「クロスメディア」が加速する新聞・テレビのサバイバル競争Weekly Memo(1/2 ページ)

新聞社やテレビ局を中心に、「クロスメディア」の動きが活発になってきた。共通する狙いはネットへの進出だが、既存メディアのサバイバル競争を加速することにもなりそうだ。

» 2008年12月29日 09時45分 公開
[松岡功ITmedia]

見えてきた朝日新聞グループの戦略

 「NHKが12月1日からテレビ番組のネット配信サービスを開始」、「フジテレビ、NTTドコモ、スカパーJSATなど5社がマルチメディア放送企画LLC合同会社を事業会社化」、「産経デジタルが産経新聞をまるごとiPhoneで無料配信」、「ヤフー、中部日本放送(CBC)、博報堂DYメディアパートナーズがテレビ番組と連動したネット広告商品を共同開発」、「朝日新聞社、テレビ朝日、KDDIが携帯電話向けの情報配信サービスを共同推進」……。

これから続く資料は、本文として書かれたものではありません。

#![allow(dead_code)]

use std::sync::{Arc, Mutex};
use std::time::Duration;

use tokio::sync::{oneshot, Notify};

use mockup_core::client::{GenerateFuture, GenerateRequest, GenerationClient};
use mockup_core::codec::{EncodedImage, SourceImage};
use mockup_core::config::MockupConfig;
use mockup_core::error::MockupError;
use mockup_core::session::{Orchestrator, SessionState};

/// One recorded `generate` call, waiting for the test to answer it.
struct PendingCall {
    prompt: String,
    media_type: String,
    responder: Option<oneshot::Sender<Result<String, String>>>,
}

/// In-memory generation client whose calls only resolve when the test says
/// so, in whatever order the test chooses.
///
/// Calls are numbered in the order `generate` was invoked.
#[derive(Default)]
pub struct GatedClient {
    calls: Mutex<Vec<PendingCall>>,
    arrived: Notify,
}

impl GatedClient {
    pub fn new() -> Arc<Self> {
        Arc::new(Self::default())
    }

    pub fn call_count(&self) -> usize {
        self.calls.lock().unwrap().len()
    }

    pub fn prompt(&self, call: usize) -> String {
        self.calls.lock().unwrap()[call].prompt.clone()
    }

    pub fn media_type(&self, call: usize) -> String {
        self.calls.lock().unwrap()[call].media_type.clone()
    }

    /// Wait until at least `n` calls have been made.
    pub async fn wait_for_calls(&self, n: usize) {
        tokio::time::timeout(Duration::from_secs(5), async {
            loop {
                let notified = self.arrived.notified();
                if self.call_count() >= n {
                    return;
                }
                notified.await;
            }
        })
        .await
        .expect("timed out waiting for generation calls");
    }

    pub fn succeed(&self, call: usize, image: &str) {
        self.respond(call, Ok(image.to_string()));
    }

    pub fn fail(&self, call: usize, reason: &str) {
        self.respond(call, Err(reason.to_string()));
    }

    fn respond(&self, call: usize, outcome: Result<String, String>) {
        let responder = self.calls.lock().unwrap()[call]
            .responder
            .take()
            .expect("call already answered");
        // The orchestrator may have aborted the task already.
        let _ = responder.send(outcome);
    }
}

impl GenerationClient for GatedClient {
    fn generate(&self, request: GenerateRequest) -> GenerateFuture {
        let (tx, rx) = oneshot::channel();
        self.calls.lock().unwrap().push(PendingCall {
            prompt: request.prompt,
            media_type: request.media_type,
            responder: Some(tx),
        });
        self.arrived.notify_waiters();

        Box::pin(async move {
            match rx.await {
                Ok(Ok(image)) => Ok(EncodedImage::new(image)),
                Ok(Err(reason)) => Err(MockupError::generation(reason)),
                Err(_) => Err(MockupError::generation("call dropped")),
            }
        })
    }
}

pub fn orchestrator(client: &Arc<GatedClient>) -> Orchestrator {
    Orchestrator::new(client.clone())
}

pub fn source_image() -> SourceImage {
    SourceImage {
        payload: EncodedImage::new("cHJvZHVjdA=="),
        media_type: "image/png".into(),
        name: "product.png".into(),
    }
}

pub fn config_with_variations(variations: u32) -> MockupConfig {
    MockupConfig {
        variations,
        ..MockupConfig::default()
    }
}

/// Wait until the session satisfies `predicate`.
pub async fn wait_for_state(orchestrator: &Orchestrator, predicate: impl Fn(&SessionState) -> bool) {
    let mut rx = orchestrator.subscribe();
    tokio::time::timeout(Duration::from_secs(5), rx.wait_for(|s| predicate(s)))
        .await
        .expect("timed out waiting for session state")
        .expect("session dropped");
}

/// Encoded PNG of the given size.
pub fn png_bytes(width: u32, height: u32) -> Vec<u8> {
    let image = image::RgbaImage::new(width, height);
    let mut buf = std::io::Cursor::new(Vec::new());
    image
        .write_to(&mut buf, image::ImageFormat::Png)
        .expect("encode png");
    buf.into_inner()
}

 12月に入って、新聞社やテレビ局を中心に、多様なメディアを組み合わせた「クロスメディア」での新サービス創出に向けた動きが活発になってきた。ちなみにクロスメディアとは「1つのコンテンツデータを多用途として、複数のメディアで利用する手法」のことである。

 今月の動きの中でとくに注目されるのは、朝日新聞社、テレビ朝日、KDDIの3社が12月15日に発表したネット関連での業務提携だ。第1弾として、朝日新聞の記事やテレビ朝日のニュース映像などをKDDI(au)の携帯電話に一斉同時配信する有料サービスを来年夏に開始する。さらに3社は今後、新聞をはじめとする印刷媒体、テレビ放送、携帯電話、ネットなどを組み合わせ、これまでにない情報サービスやクロスメディア広告などの可能性を模索していくとしている。

 ちなみに朝日新聞社とテレビ朝日は今年6月、互いに株式を持ち合う資本構造改革を発表し、情報通信やメディア関連企業とのダイナミックな連携を模索すると表明していた。また12月10日には、テレビ朝日がリクルートと資本・業務提携を発表。ネットや地上デジタル放送を使った新規事業の開発を目指すとしていた。そして今回の3社連携によって、いわゆる朝日新聞グループのクロスメディア戦略の中身がだいぶ見えてきた格好となった。

朝日新聞社、テレビ朝日、KDDIの3社による12月15日の提携会見。左から朝日新聞社の吉田慎一常務、KDDIの高橋誠コンシューマ事業統轄本部長、テレビ朝日の神山郁雄常務。

 大手新聞社を中心としたグループ企業のクロスメディア戦略は、日本経済新聞グループがいち早く取り組み、読売新聞グループもここにきて急ピッチで対応を進めている。またiPhoneに無料配信を始めた産経新聞もフジサンケイグループという巨大なメディア集団の母体がある。これに朝日新聞グループが取り組みを明らかにしたことで、クロスメディアをめぐる既存メディアのバトルが一層激化していくのは間違いないだろう。